In our text from Deuteronomy we heard the promises God made through Moses, the promises God made about the Promised Land. When we pray with thanksgiving, we remember God and all that God has made and all that God has done. We remember the land beneath our feet. The soil itself and all that it provides through its particular fertility. We remember the water we must drink to stay alive, as it flows from below the ground and rains down from above, watering us and the food sources we need. We remember the precious, at least costly, minerals buried in the ground that we mine to create material comforts and possessions. And we remember the ingredients of the food we rely on for nourishment. We are to remember in all of these components of our lives that God is the source—that it is God who has provided, not the power of our own hands—but it is God. 

When we idolize economic independence in our culture, we disregard God and say, “I own my house because I worked hard to earn it.” But any claim about attaining what we possess exclusively through our own efforts is a God-denying act that forgets about God. 

While we are certainly created to work for what we need, what we do to satisfy our material desires call us to confess the effects our actions have had upon many of God’s children in this world. When we thank God for all that we have, we cannot forget that much of what we have was gained less expensively by us through unjust labor and inhumane work environments. The land itself that we live on was acquired by the deaths by war and disease of the peoples, tribes, and nations who lived here before most of our ancestors came and claimed to have discovered it. 

When we give thanks to God for what we have and how we live, we can’t forget those who work to provide it and those who have lived in these lands, enjoying its riches for thousands of years before most of our ancestors left their native lands. 

We are called upon to confess, to repentantly name the heinous acts that have often followed when we take possession of the natural resources we thank God for. We have to remember that the destruction of a lands or a people are not acts of gratitude, but fly in the face of the God we worship.
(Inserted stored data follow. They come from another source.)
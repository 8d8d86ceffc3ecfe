//! Weft Component - Query and Mutation components for functional UI frameworks.
//!
//! This crate merges the Weft lifecycle into a framework's component model:
//! components render to virtual nodes whose lifecycle hooks drive the
//! [`Context`](weft_lifecycle::Context).
//!
//! - `query`, `mutation`: Component definitions with their own base key
//! - `Query`, `Mutation`: One use of a definition, bound to a render callback
//! - `QueryRenderProps`, `MutationRenderProps`: What render callbacks see
//! - `VNode`, `Attributes`, `View`, `resolve_node`: Minimal node model
//! - `LifecycleHooks`, `add_lifecycle_handlers`: Hook composition
//!
//! # Example
//!
//! ```rust
//! use std::rc::Rc;
//! use weft_component::{query, HookKind, VNode};
//! use weft_core::{json, Document, Map, OperationResult};
//! use weft_lifecycle::Context;
//! use weft_reactive::testing::MockClient;
//!
//! let client = MockClient::new();
//! let mut ctx = Context::default().with_client(Rc::new(client.clone()));
//!
//! let greeting = query(Document::new("{ greeting }"));
//! let view = greeting
//!     .view(&Map::new(), |props, _| {
//!         let text = props.data.as_ref().map(|d| d["greeting"].to_string());
//!         VNode::new("h1").with_text(text.unwrap_or_default()).into()
//!     })
//!     .unwrap();
//!
//! // The first render registers the query; the framework renders again.
//! assert!(view.render(&mut ctx, &[]).unwrap().is_none());
//! let node = view.render(&mut ctx, &[]).unwrap().unwrap();
//! node.attributes.hooks.run(HookKind::Create, &mut ctx, 1).unwrap();
//!
//! client.last_observable().unwrap().emit(OperationResult::ready(json!({"greeting": "hi"})));
//! ctx.flush().unwrap();
//! assert!(view.render(&mut ctx, &[]).unwrap().is_some());
//! ```

mod component;
mod factory;
mod hooks;
mod render;
mod vnode;

pub use component::{Mutation, MutationRender, Query, QueryRender};
pub use factory::{mutation, query, MutationComponent, QueryComponent};
pub use hooks::{add_lifecycle_handlers, compose, ElementId, Hook, HookKind, LifecycleHooks};
pub use render::{MutationControls, MutationRenderProps, QueryControls, QueryRenderProps};
pub use vnode::{resolve_node, Attributes, Child, VNode, View};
Everything we have comes with a price, not just the labor of our hands, but the labor and sometimes the lives of others. 

On Thanksgiving Day we do celebrate all that we have and the creation that God made. We celebrate with gratitude, and yet we are also called to realize that much of what we have was taken from others. As the immigrants to this land moved west, people were forced from their homes and villages by force of arms and by misunderstood or deceptive sale or trade. Many people disappeared through diseases for which the first residents had no immunity. 

So we stand in this place in history, expressing gratitude for what we have while realizing that much of what we have was gained at many points in history by false, violent, or apathetic actions. In other words, people lied and cheated, killed and tortured, and usually didn’t really care that the other human beings who had lived and thrived here before. 

Here, in these lands, the peoples who lived here went by many names. Some of those names are Weas and Piankashaws, Kickapoos, Mascoutens, Miami, Wiandot, Kaskaskia, the Cahokia, the Peoria, the Tamaroa, Moingwena . . . and so many others. Some finally took a stand here at the Wabash because they were tired of forced removal, losing family and identity again and again. The violence escalated until some tribes disappeared and others turned into residents of reservation lands in what would become Oklahoma. That land was also taken as when immigrant people moved into it in the land-runs of 1889 and 1893.

We can be grateful for all that God has created, but not without confessing and once we have confessed, we have to act on our contrition. 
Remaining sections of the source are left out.